Will we still have grading services available through the Canadian Grain Commission?
  • Yes. The CGC will continue to be available to farmers and industry for its grading services.
Who will maintain Canadian grades of wheat and barley?
  • The CGC will continue to determine Canadian grades for wheat and barley. The CGC annually sets standards and specifications for grades of grain and uses the recommendations of the Western Standards Committee when setting these standards.
What is the ‘falling number’ in wheat?
  • The falling number (FN) is a laboratory test that measures the amount of alpha-amylase enzyme in wheat. The presence of this enzyme is related to sprouting damage. Currently in Canada, grain graders visually count sprouted kernels of wheat and use this to predict the FN.
  • FN is important to millers as it relates to flour quality. FN is one of the many quality criteria that are used in the marketing of wheat.
Will ‘falling number’ be a larger factor in marketing wheat in the future?
  • FN is one of many quality criteria used in the marketing of wheat. Currently in Canada, there is no test in the elevator system to determine the FN of a farmer’s wheat. However, final customers will require that wheat meet various quality parameters, and often FN is one of those quality parameters.
  • It is unknown if FN will be used to a larger degree in the future. The CGC maintains grain grading standards for Canada and is responsible for this issue as well as assessing any new technologies that may assist in measuring this quality factor.
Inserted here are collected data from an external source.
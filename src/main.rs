mod cache;
mod config;
mod importer;
mod jira;
mod tempo;
mod worklog;

use clap::Parser;
use color_eyre::{eyre::eyre, Result};
use std::path::{Path, PathBuf};
use tracing::info;
use tracing_subscriber::EnvFilter;

#[derive(Parser, Debug)]
#[command(name = "tempo-pump")]
#[command(about = "Batch-imports a YAML worklog file into Tempo")]
#[command(version)]
struct Args {
  /// Path to the worklog file to import
  #[arg(short, long)]
  worklogs: PathBuf,

  /// Path to the persistent issue cache
  #[arg(long, default_value = ".issues.yml")]
  cache: PathBuf,

  /// Directory the imported worklog file is moved into
  #[arg(long, default_value = "archive")]
  archive_dir: PathBuf,

  /// Directory the log file is written to
  #[arg(long, default_value = "logs")]
  log_dir: PathBuf,

  /// How the run outcome is judged before archiving
  #[arg(long, value_enum, default_value = "all")]
  gate: importer::Gate,

  /// Skip rewriting the input with a commented template of the last day
  #[arg(long)]
  no_template: bool,
}

#[tokio::main]
async fn main() -> Result<()> {
  color_eyre::install()?;
  dotenvy::dotenv().ok();

  let args = Args::parse();

  // Keep the guard alive so buffered log lines are flushed on exit
  let _guard = init_logging(&args.log_dir)?;

  let config = config::Config::from_env()?;

  let cache = cache::IssueCache::load(&args.cache)?;
  info!(entries = cache.len(), "issue cache loaded");

  let input = worklog::WorklogFile::load(&args.worklogs)?;

  let jira = jira::JiraClient::new(&config.jira)?;
  let tempo = tempo::TempoClient::new(&config.tempo)?;

  let mut importer = importer::Importer::new(tempo, cache, config.tempo.account_id.clone());
  let report = importer
    .run(&input, |key| {
      let jira = jira.clone();
      async move { jira.lookup_issue(&key).await }
    })
    .await?;

  // A failed gate leaves the input in place for a corrected re-run; the
  // details are in the log file.
  if report.outcome(args.gate) {
    print_report(&report);

    let archived = worklog::archive_worklog_file(&args.worklogs, &args.archive_dir)?;
    info!(to = %archived.display(), "worklog file archived");

    if !args.no_template {
      std::fs::write(&args.worklogs, &report.seed)
        .map_err(|e| eyre!("Failed to write template {}: {}", args.worklogs.display(), e))?;
    }
  }

  Ok(())
}

fn print_report(report: &importer::RunReport) {
  if report.logged.is_empty() {
    return;
  }

  println!("These worklogs were logged:");
  for logged in report.logged.values() {
    println!(
      "{} {} {} {}",
      logged.date, logged.start_time, logged.issue_key, logged.hours
    );
  }
}

fn init_logging(dir: &Path) -> Result<tracing_appender::non_blocking::WorkerGuard> {
  std::fs::create_dir_all(dir)
    .map_err(|e| eyre!("Failed to create log directory {}: {}", dir.display(), e))?;

  let file = tracing_appender::rolling::never(dir, "tempo-pump.log");
  let (writer, guard) = tracing_appender::non_blocking(file);

  let filter = EnvFilter::try_from_default_env().unwrap_or_else(|_| EnvFilter::new("info"));

  tracing_subscriber::fmt()
    .with_env_filter(filter)
    .with_writer(writer)
    .with_ansi(false)
    .init();

  Ok(guard)
}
How does US-sourced grain imported into Canada get inspected?
  • The Marketing Freedom for Grain Farmers Act does not change the rules for grain imported from the US. Tariff Rate Quotas for wheat, barley and their products were instituted on August 1, 1995. Consequently, an import permit issued by the Department of Foreign Affairs and International Trade is required to import these products. The Canadian Grain Commission and the Canada Border Services Agency have requirements regarding the importation of grains into Canada. The CGC is responsible for the monitoring of non-registered varieties and different classes of grain and their entry into the Canadian Licensed Grain Handling system.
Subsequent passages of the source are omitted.